In October 2006 the province of Ontario launched a 3-year pilot project to test ride power-assisted bicycles. Ever since, retailers have setup to sell the bikes, and sales have built steadily. Among other features, the PABs do not require a license and do not need to be plated or insured (although riders must be over the age of 16 and wear an approved bicycle helmet). The average cost is between $1,000 and $3,000, and the PABs require about $ 0.20 of electricity for every 45 to 70 km travelled. The batteries are also easy to charge as most PABs have removable batteries that are rechargeable at home or at work with an adaptor. Without a gas-powered engine, PABs are also virtually silent, creating a very peaceful ride.

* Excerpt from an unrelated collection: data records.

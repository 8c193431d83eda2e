//! Tier sniper library
//!
//! Resilient pump.fun launch discovery over rate-limited RPC, with
//! tiered take-profit exits on every acquired position.

pub mod cli;
pub mod config;
pub mod discovery;
pub mod error;
pub mod filter;
pub mod pipeline;
pub mod position;
pub mod pump;
pub mod rpc;
pub mod trading;
pub mod wallet;

// Re-export commonly used types
pub use config::Config;
pub use error::{Error, Result};
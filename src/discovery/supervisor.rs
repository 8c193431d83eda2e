//! Supervises the discovery scanner
//!
//! Successful cycles are spaced by the poll interval. A failed cycle is
//! restarted from the tip fetch after an exponential backoff, capped at
//! `restart_max_delay_secs` and reset by the next successful cycle. The
//! scanner, with its dedup cache and last tip, is kept across restarts.

use backoff::backoff::Backoff;
use backoff::{ExponentialBackoff, ExponentialBackoffBuilder};
use std::time::Duration;
use tokio_util::sync::CancellationToken;
use tracing::{debug, error, info};

use super::scanner::Scanner;
use crate::config::Config;

pub struct DiscoverySupervisor {
    scanner: Scanner,
    poll_interval: Duration,
    restart_initial_delay: Duration,
    restart_max_delay: Duration,
}

impl DiscoverySupervisor {
    pub fn new(config: &Config, scanner: Scanner) -> Self {
        Self {
            scanner,
            poll_interval: config.discovery.poll_interval(),
            restart_initial_delay: Duration::from_millis(
                config.discovery.restart_initial_delay_ms,
            ),
            restart_max_delay: Duration::from_secs(config.discovery.restart_max_delay_secs),
        }
    }

    pub fn scanner(&self) -> &Scanner {
        &self.scanner
    }

    fn restart_backoff(&self) -> ExponentialBackoff {
        ExponentialBackoffBuilder::new()
            .with_initial_interval(self.restart_initial_delay)
            .with_multiplier(2.0)
            .with_randomization_factor(0.0)
            .with_max_interval(self.restart_max_delay)
            .with_max_elapsed_time(None)
            .build()
    }

    /// Run cycles until `shutdown` is cancelled. A cycle in progress
    /// always completes.
    pub async fn run(&mut self, shutdown: CancellationToken) {
        info!(
            poll_secs = self.poll_interval.as_secs(),
            "Discovery started"
        );

        let mut backoff = self.restart_backoff();
        let mut consecutive_failures: u32 = 0;

        while !shutdown.is_cancelled() {
            let delay = match self.scanner.cycle().await {
                Ok(report) => {
                    if consecutive_failures > 0 {
                        info!(
                            failures = consecutive_failures,
                            "Discovery recovered"
                        );
                        consecutive_failures = 0;
                        backoff.reset();
                    }
                    debug!(
                        tip = report.tip,
                        listed = report.listed,
                        fetched = report.fetched,
                        events = report.events,
                        unavailable = report.unavailable,
                        pending = report.pending,
                        fallback = report.fallback,
                        "Discovery cycle complete"
                    );
                    self.poll_interval
                }
                Err(e) => {
                    consecutive_failures += 1;
                    let delay = backoff.next_backoff().unwrap_or(self.restart_max_delay);
                    error!(
                        error = %e,
                        failures = consecutive_failures,
                        restart_in_ms = delay.as_millis() as u64,
                        "Discovery cycle failed, restarting"
                    );
                    delay
                }
            };

            tokio::select! {
                _ = shutdown.cancelled() => break,
                _ = tokio::time::sleep(delay) => {}
            }
        }

        info!("Discovery stopped");
    }
}

#[cfg(test)]
mod tests {
    use super::*;
    use crate::discovery::EventSink;
    use crate::error::{Error, Result};
    use crate::pump::CreationEvent;
    use crate::rpc::{
        ChainSource, EndpointPool, RetryPolicy, SignatureInfo, TransactionDetail,
    };
    use async_trait::async_trait;
    use std::collections::VecDeque;
    use std::sync::{Arc, Mutex};
    use tokio::time::Instant;

    /// Tip fetches follow a script of outcomes, failing once it runs out
    #[derive(Default)]
    struct ScriptedTip {
        outcomes: Mutex<VecDeque<bool>>,
        calls: Mutex<Vec<Instant>>,
    }

    impl ScriptedTip {
        fn with_script(outcomes: &[bool]) -> Self {
            Self {
                outcomes: Mutex::new(outcomes.iter().copied().collect()),
                calls: Mutex::new(Vec::new()),
            }
        }

        fn gaps(&self) -> Vec<u64> {
            let calls = self.calls.lock().unwrap();
            calls
                .windows(2)
                .map(|w| (w[1] - w[0]).as_secs())
                .collect()
        }
    }

    #[async_trait]
    impl ChainSource for ScriptedTip {
        async fn tip_slot(&self, _endpoint: &str) -> Result<u64> {
            self.calls.lock().unwrap().push(Instant::now());
            match self.outcomes.lock().unwrap().pop_front() {
                Some(true) => Ok(100),
                _ => Err(Error::Rpc("node unhealthy".into())),
            }
        }

        async fn recent_signatures(
            &self,
            _endpoint: &str,
            _address: &str,
            _limit: usize,
        ) -> Result<Vec<SignatureInfo>> {
            Ok(vec![])
        }

        async fn program_accounts(&self, _endpoint: &str, _program_id: &str) -> Result<Vec<String>> {
            Ok(vec![])
        }

        async fn transaction(
            &self,
            _endpoint: &str,
            _signature: &str,
        ) -> Result<Option<TransactionDetail>> {
            Ok(None)
        }
    }

    struct NullSink;

    #[async_trait]
    impl EventSink for NullSink {
        async fn on_event(&self, _event: CreationEvent) {}
    }

    fn supervisor(chain: Arc<ScriptedTip>) -> DiscoverySupervisor {
        let mut config = Config::default();
        config.retry.default.max_retries = 0;
        config.discovery.poll_interval_secs = 10;
        config.discovery.restart_initial_delay_ms = 1000;
        config.discovery.restart_max_delay_secs = 60;

        let pool = Arc::new(EndpointPool::new(vec!["http://a".into()], vec![]));
        let scanner = Scanner::new(
            &config,
            chain,
            RetryPolicy::new(pool),
            Arc::new(NullSink),
        );
        DiscoverySupervisor::new(&config, scanner)
    }

    fn cancel_after(secs: u64) -> CancellationToken {
        let token = CancellationToken::new();
        let canceller = token.clone();
        tokio::spawn(async move {
            tokio::time::sleep(Duration::from_secs(secs)).await;
            canceller.cancel();
        });
        token
    }

    #[tokio::test(start_paused = true)]
    async fn test_restart_backoff_grows_and_caps() {
        let chain = Arc::new(ScriptedTip::default());
        let mut supervisor = supervisor(chain.clone());

        supervisor.run(cancel_after(250)).await;

        let gaps = chain.gaps();
        assert_eq!(&gaps[..9], &[1, 2, 4, 8, 16, 32, 60, 60, 60]);
    }

    #[tokio::test(start_paused = true)]
    async fn test_success_resets_backoff() {
        let chain = Arc::new(ScriptedTip::with_script(&[false, false, false, true]));
        let mut supervisor = supervisor(chain.clone());

        supervisor.run(cancel_after(21)).await;

        // fail, fail, fail, baseline, then failing again from a fresh backoff
        assert_eq!(chain.gaps(), vec![1, 2, 4, 10, 1, 2]);
        assert_eq!(supervisor.scanner().last_tip(), Some(100));
    }

    #[tokio::test(start_paused = true)]
    async fn test_cancelled_before_start() {
        let chain = Arc::new(ScriptedTip::default());
        let mut supervisor = supervisor(chain.clone());
        let token = CancellationToken::new();
        token.cancel();

        supervisor.run(token).await;
        assert!(chain.calls.lock().unwrap().is_empty());
    }
}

In September 2007, Larry Meade opened of Silent Rider with a showroom near the St. Lawrence Market that sells PABs. Meade says he has sold over 120 of them since he opened, and he is hoping that Ontario will adopt permanent legislation to allow PABs on the streets after the three-year pilot is over in 2009. He sees the potential of PABs to reduce gridlock in the city while providing an environmentally friendly transportation alternative. With permanent legislation, Meade feels that more people will buy the bikes, and notes that other provinces such as British Columbia have already approved PABs on the streets.
The PABs have not been without controversy. Many cyclists on muscle-powered bikes are frustrated that the larger PABs — electric scooters — are being ridden in bike lanes and pathways in parks. They argue that the electric scooters’ bulk and weight pose safety risks to other cyclists, and that there needs to be greater clarity as to what qualifies as a PAB, and what should be considered a full-grown scooter. However others have argued that the electric scooters are appropriately labeled as a PAB because of their limited maximum speed of 32 km/h (which is much slower than traditional scooters).
Gas powered scooters are also more popular this year. Canadian Scooter Corp. in Toronto has had an increase in sales of 25 % over last year. Canadian Scooter Corp. is the exclusive importer and distributor of Piaggio brand scooters in Canada, and credits gas mileage as one of the biggest reasons for the jump in sales. Piaggio produces the popular Vespa line of scooters, which can run for approximately 220km on as little as $ 8 worth of gas (depending on the model and tank size). Although gas powered scooters require licensing and insurance to operate, and are more expensive than PABs, they are also much faster than PABs and can run for much longer before being refueled (allowing for longer distance trips).
In an attempt to be more environmentally responsible, the Canadian Scooter Corp. has also recently partnered with Environmental Defence and the Carbon Reduction Fund to launch a program that offsets an estimated 3 years worth of carbon emissions for each new Vespa sold during the remainder of 2008.